The secular path to enlightenment and growth is one built on lies and false futures. We as humans can’t know the future. We are not omniscient. So we see and deal in half-truths, half-measures, believing ourselves capable of more than we could ever possibly be. Our pride sustains and ruins us, a picture perfectly encapsulated by our implausible and misaligned predictions of the future.


Man is right to hope. Indeed, hope is the very thing that has been offered to us. But it doesn’t come in the form of logical aliens, human achievement, sophisticated technology, artificial technology, or any of the fancy conceptions made by men and women throughout the years.

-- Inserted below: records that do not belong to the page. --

use std::fmt;
use std::str::FromStr;

use serde::{Deserialize, Serialize};

use crate::{StageError, StageResult};

/// A 2D point or offset.
#[derive(Debug, Clone, Copy, Default, PartialEq, Serialize, Deserialize)]
pub struct Vector2D {
    /// X component.
    pub x: f64,
    /// Y component.
    pub y: f64,
}

impl Vector2D {
    /// The zero vector.
    pub const ZERO: Self = Self::new(0.0, 0.0);
    /// The `(1, 1)` vector, the identity for component-wise scaling.
    pub const ONE: Self = Self::new(1.0, 1.0);

    /// Create a vector from two components.
    #[must_use]
    pub const fn new(x: f64, y: f64) -> Self {
        Self { x, y }
    }

    /// Create a vector from a `[x, y]` pair.
    #[must_use]
    pub const fn from_pair(pair: [f64; 2]) -> Self {
        Self::new(pair[0], pair[1])
    }

    /// Create a vector from a slice holding at least two numbers.
    #[must_use]
    pub fn from_slice(values: &[f64]) -> Option<Self> {
        match values {
            [x, y, ..] => Some(Self::new(*x, *y)),
            _ => None,
        }
    }

    /// Parse an `"x,y"` (or `"x y"`) literal.
    ///
    /// # Errors
    ///
    /// Returns an error if the literal does not hold exactly two numbers.
    pub fn parse(literal: &str) -> StageResult<Self> {
        literal.parse()
    }

    /// Add another vector in place.
    pub fn add(&mut self, other: Self) -> &mut Self {
        self.x += other.x;
        self.y += other.y;
        self
    }

    /// Subtract another vector in place.
    pub fn sub(&mut self, other: Self) -> &mut Self {
        self.x -= other.x;
        self.y -= other.y;
        self
    }

    /// Multiply both components by a factor in place.
    pub fn scale(&mut self, factor: f64) -> &mut Self {
        self.x *= factor;
        self.y *= factor;
        self
    }

    /// Multiply component-wise in place.
    pub fn scale_xy(&mut self, factor: Self) -> &mut Self {
        self.x *= factor.x;
        self.y *= factor.y;
        self
    }

    /// Divide component-wise in place.
    pub fn divide_xy(&mut self, divisor: Self) -> &mut Self {
        self.x /= divisor.x;
        self.y /= divisor.y;
        self
    }

    /// Rotate around the origin by `radians` in place.
    ///
    /// With a y-down surface a positive angle turns clockwise on screen.
    pub fn rotate(&mut self, radians: f64) -> &mut Self {
        let (sin, cos) = radians.sin_cos();
        let x = self.x * cos - self.y * sin;
        let y = self.x * sin + self.y * cos;
        self.x = x;
        self.y = y;
        self
    }

    /// Scale to unit length in place. The zero vector is left unchanged.
    pub fn normalize(&mut self) -> &mut Self {
        let len = self.length();
        if len > 0.0 {
            self.x /= len;
            self.y /= len;
        }
        self
    }

    /// Euclidean length.
    #[must_use]
    pub fn length(&self) -> f64 {
        self.x.hypot(self.y)
    }

    /// Distance to another point.
    #[must_use]
    pub fn distance(&self, other: Self) -> f64 {
        (self.x - other.x).hypot(self.y - other.y)
    }

    /// Dot product.
    #[must_use]
    pub fn dot(&self, other: Self) -> f64 {
        self.x * other.x + self.y * other.y
    }

    /// Z component of the 3D cross product.
    #[must_use]
    pub fn cross(&self, other: Self) -> f64 {
        self.x * other.y - self.y * other.x
    }

    /// Signed angle from `self` to `other`, in `(-π, π]`.
    #[must_use]
    pub fn angle_to(&self, other: Self) -> f64 {
        self.cross(other).atan2(self.dot(other))
    }

    /// Whether both components are within `epsilon` of `other`.
    #[must_use]
    pub fn approx_eq(&self, other: Self, epsilon: f64) -> bool {
        (self.x - other.x).abs() <= epsilon && (self.y - other.y).abs() <= epsilon
    }
}

impl FromStr for Vector2D {
    type Err = StageError;

    fn from_str(s: &str) -> Result<Self, Self::Err> {
        let parts: Vec<&str> = s
            .split(|c: char| c == ',' || c.is_whitespace())
            .filter(|p| !p.is_empty())
            .collect();
        let [x, y] = parts.as_slice() else {
            return Err(StageError::Parse(format!("expected \"x,y\", got {s:?}")));
        };
        let parse = |p: &str| {
            p.parse::<f64>()
                .map_err(|e| StageError::Parse(format!("invalid vector component {p:?}: {e}")))
        };
        Ok(Self::new(parse(x)?, parse(y)?))
    }
}

impl From<[f64; 2]> for Vector2D {
    fn from(pair: [f64; 2]) -> Self {
        Self::from_pair(pair)
    }
}

impl From<(f64, f64)> for Vector2D {
    fn from((x, y): (f64, f64)) -> Self {
        Self::new(x, y)
    }
}

impl fmt::Display for Vector2D {
    fn fmt(&self, f: &mut fmt::Formatter<'_>) -> fmt::Result {
        write!(f, "{},{}", self.x, self.y)
    }
}

impl std::ops::Add for Vector2D {
    type Output = Self;

    fn add(self, rhs: Self) -> Self {
        Self::new(self.x + rhs.x, self.y + rhs.y)
    }
}

impl std::ops::Sub for Vector2D {
    type Output = Self;

    fn sub(self, rhs: Self) -> Self {
        Self::new(self.x - rhs.x, self.y - rhs.y)
    }
}

impl std::ops::Mul<f64> for Vector2D {
    type Output = Self;

    fn mul(self, rhs: f64) -> Self {
        Self::new(self.x * rhs, self.y * rhs)
    }
}

impl std::ops::Neg for Vector2D {
    type Output = Self;

    fn neg(self) -> Self {
        Self::new(-self.x, -self.y)
    }
}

It comes by One Father, One Son, One Spirit. One God, from the beginning, who was with the Word and was the Word.


There is a promising future ahead. It’s been written down for centuries. We need not speculate. As it is said in Scripture:


“Then I saw a new heaven and a new earth, for the first heaven and the first earth had passed away, and the sea no longer existed. I also saw the Holy City, new Jerusalem, coming down out of heaven from God, prepared like a bride adorned for her husband. Then I heard a loud voice from the throne: Look! God’s dwelling is with humanity, and He will live with them. They will be His people, and God Himself will be with them and be their God. He will wipe away ever tear from their eyes. Death will no longer exist; grief, crying, and pain will exist no longer, because the previous things have passed away.” (Revelation 21:1-4)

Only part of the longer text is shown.